▶ EXERCISE OBJECTIVE
Each line below with the string "HashMap" should be copied.
-=-=-
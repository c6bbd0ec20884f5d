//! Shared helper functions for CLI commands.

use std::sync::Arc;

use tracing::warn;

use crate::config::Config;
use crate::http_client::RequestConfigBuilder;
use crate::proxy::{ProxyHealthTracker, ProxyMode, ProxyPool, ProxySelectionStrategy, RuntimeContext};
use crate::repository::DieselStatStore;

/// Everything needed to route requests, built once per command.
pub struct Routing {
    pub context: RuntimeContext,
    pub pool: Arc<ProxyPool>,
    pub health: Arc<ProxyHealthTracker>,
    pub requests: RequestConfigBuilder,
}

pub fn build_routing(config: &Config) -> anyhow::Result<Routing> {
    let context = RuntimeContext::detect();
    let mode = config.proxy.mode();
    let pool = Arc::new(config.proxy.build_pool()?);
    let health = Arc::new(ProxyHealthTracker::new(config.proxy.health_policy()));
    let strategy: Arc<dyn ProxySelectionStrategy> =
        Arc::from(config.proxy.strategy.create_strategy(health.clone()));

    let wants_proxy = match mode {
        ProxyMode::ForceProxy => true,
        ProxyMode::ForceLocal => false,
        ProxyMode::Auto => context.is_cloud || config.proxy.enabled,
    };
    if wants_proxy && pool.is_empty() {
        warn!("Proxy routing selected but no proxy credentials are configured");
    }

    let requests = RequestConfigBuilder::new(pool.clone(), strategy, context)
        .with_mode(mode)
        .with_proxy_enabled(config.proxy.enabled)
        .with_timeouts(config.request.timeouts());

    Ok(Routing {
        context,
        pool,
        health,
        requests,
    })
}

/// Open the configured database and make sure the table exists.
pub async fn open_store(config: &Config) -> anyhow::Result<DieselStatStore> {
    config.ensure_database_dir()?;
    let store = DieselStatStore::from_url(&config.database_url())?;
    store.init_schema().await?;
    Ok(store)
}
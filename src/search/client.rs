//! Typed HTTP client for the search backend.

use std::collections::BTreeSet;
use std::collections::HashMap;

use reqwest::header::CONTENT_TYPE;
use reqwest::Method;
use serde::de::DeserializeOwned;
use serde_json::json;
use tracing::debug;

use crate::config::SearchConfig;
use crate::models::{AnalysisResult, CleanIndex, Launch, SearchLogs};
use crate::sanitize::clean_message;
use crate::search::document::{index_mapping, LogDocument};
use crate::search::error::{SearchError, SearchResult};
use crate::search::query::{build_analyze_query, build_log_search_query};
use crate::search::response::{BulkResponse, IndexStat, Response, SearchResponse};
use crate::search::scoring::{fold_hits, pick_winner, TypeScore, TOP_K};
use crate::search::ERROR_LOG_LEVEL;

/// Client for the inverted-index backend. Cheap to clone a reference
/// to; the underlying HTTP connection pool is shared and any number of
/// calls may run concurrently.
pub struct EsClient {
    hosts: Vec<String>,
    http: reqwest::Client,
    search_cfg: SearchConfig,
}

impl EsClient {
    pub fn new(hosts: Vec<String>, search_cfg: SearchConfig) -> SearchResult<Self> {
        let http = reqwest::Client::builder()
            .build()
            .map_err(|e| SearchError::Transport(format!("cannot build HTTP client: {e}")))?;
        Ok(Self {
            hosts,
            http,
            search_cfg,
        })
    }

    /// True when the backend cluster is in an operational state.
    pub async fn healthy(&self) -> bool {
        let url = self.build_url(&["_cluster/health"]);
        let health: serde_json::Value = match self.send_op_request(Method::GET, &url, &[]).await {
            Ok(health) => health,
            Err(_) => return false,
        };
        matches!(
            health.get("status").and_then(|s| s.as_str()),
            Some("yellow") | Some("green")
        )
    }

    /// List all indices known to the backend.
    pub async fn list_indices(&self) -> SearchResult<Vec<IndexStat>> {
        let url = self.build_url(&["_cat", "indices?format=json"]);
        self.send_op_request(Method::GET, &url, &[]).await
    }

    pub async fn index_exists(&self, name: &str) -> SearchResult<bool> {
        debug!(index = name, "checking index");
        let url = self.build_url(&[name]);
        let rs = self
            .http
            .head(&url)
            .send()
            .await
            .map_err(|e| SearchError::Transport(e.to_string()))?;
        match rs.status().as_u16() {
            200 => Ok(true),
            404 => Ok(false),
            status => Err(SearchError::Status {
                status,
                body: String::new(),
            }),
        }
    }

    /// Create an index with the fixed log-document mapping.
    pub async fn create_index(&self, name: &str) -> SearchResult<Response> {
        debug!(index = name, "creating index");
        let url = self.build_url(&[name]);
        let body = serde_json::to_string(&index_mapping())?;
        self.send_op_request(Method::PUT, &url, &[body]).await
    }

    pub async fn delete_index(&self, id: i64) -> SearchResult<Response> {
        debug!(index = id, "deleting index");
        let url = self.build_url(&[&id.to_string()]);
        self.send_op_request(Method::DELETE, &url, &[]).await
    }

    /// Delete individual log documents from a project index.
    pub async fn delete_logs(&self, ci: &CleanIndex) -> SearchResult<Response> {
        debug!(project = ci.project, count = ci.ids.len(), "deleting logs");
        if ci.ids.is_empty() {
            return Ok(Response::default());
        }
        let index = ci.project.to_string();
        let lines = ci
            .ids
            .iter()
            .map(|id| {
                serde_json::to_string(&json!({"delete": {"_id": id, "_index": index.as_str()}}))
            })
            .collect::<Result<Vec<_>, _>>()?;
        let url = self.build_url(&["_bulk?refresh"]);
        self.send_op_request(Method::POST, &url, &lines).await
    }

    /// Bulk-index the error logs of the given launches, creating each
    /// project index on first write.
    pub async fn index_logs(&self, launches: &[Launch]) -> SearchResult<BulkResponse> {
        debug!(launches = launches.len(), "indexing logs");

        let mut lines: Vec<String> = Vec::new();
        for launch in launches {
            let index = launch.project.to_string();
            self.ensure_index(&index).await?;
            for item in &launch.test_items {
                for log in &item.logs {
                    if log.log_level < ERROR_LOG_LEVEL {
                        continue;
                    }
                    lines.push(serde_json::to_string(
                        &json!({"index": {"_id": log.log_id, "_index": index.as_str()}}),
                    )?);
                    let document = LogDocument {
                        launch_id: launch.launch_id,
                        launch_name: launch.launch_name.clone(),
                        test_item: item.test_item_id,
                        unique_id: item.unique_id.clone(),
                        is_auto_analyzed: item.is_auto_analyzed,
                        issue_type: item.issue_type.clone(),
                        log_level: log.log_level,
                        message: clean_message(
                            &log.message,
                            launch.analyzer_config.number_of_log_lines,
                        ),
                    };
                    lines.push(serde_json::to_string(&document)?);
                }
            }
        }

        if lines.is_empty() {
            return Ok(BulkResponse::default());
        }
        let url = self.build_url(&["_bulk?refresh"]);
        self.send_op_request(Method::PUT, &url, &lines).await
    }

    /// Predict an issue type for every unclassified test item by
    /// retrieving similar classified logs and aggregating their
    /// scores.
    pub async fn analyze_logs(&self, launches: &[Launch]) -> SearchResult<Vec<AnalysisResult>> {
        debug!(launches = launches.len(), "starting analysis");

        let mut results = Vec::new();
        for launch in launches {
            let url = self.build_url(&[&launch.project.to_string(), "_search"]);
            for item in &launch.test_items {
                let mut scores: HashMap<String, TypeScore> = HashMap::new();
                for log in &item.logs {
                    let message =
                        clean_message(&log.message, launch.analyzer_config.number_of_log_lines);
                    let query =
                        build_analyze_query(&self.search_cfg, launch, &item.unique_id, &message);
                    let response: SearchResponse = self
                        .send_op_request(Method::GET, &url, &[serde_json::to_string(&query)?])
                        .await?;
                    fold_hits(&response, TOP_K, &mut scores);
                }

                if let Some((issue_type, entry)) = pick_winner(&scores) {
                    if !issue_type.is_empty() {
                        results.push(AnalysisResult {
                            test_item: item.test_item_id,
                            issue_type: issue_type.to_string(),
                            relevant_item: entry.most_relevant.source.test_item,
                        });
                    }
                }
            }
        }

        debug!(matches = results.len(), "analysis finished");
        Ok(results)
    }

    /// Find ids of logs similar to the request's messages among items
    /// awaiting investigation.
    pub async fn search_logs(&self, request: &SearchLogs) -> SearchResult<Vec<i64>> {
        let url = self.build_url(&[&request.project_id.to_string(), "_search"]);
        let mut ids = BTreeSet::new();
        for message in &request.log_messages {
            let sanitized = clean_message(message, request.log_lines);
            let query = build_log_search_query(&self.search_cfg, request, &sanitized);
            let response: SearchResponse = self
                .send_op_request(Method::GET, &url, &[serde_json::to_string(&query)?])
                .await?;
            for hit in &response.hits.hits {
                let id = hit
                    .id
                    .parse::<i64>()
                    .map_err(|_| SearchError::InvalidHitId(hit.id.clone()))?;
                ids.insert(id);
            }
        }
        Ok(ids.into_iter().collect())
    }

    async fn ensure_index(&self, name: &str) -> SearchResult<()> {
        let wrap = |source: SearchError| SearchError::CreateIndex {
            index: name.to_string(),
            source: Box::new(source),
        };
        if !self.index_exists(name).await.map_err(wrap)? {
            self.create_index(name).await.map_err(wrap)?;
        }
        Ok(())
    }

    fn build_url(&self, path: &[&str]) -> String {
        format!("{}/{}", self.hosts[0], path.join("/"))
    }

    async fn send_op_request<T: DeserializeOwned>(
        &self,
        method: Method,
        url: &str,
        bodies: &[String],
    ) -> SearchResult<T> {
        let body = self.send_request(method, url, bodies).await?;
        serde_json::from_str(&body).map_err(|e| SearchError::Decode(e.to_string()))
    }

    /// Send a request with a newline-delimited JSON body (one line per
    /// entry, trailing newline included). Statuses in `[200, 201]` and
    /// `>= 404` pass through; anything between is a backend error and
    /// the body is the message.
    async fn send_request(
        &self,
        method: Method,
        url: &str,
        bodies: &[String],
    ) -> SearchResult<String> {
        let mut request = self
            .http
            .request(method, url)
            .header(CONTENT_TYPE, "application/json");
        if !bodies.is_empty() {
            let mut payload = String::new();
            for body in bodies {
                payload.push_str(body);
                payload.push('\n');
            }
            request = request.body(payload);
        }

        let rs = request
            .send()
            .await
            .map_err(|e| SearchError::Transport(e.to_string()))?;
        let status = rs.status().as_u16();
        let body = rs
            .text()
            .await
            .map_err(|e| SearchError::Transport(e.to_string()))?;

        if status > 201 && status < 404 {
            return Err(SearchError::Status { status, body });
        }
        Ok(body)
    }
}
-=-=-
▶ YOUR RESPONSE
use std::collections::HashMap;
                let mut scores: HashMap<String, TypeScore> = HashMap::new();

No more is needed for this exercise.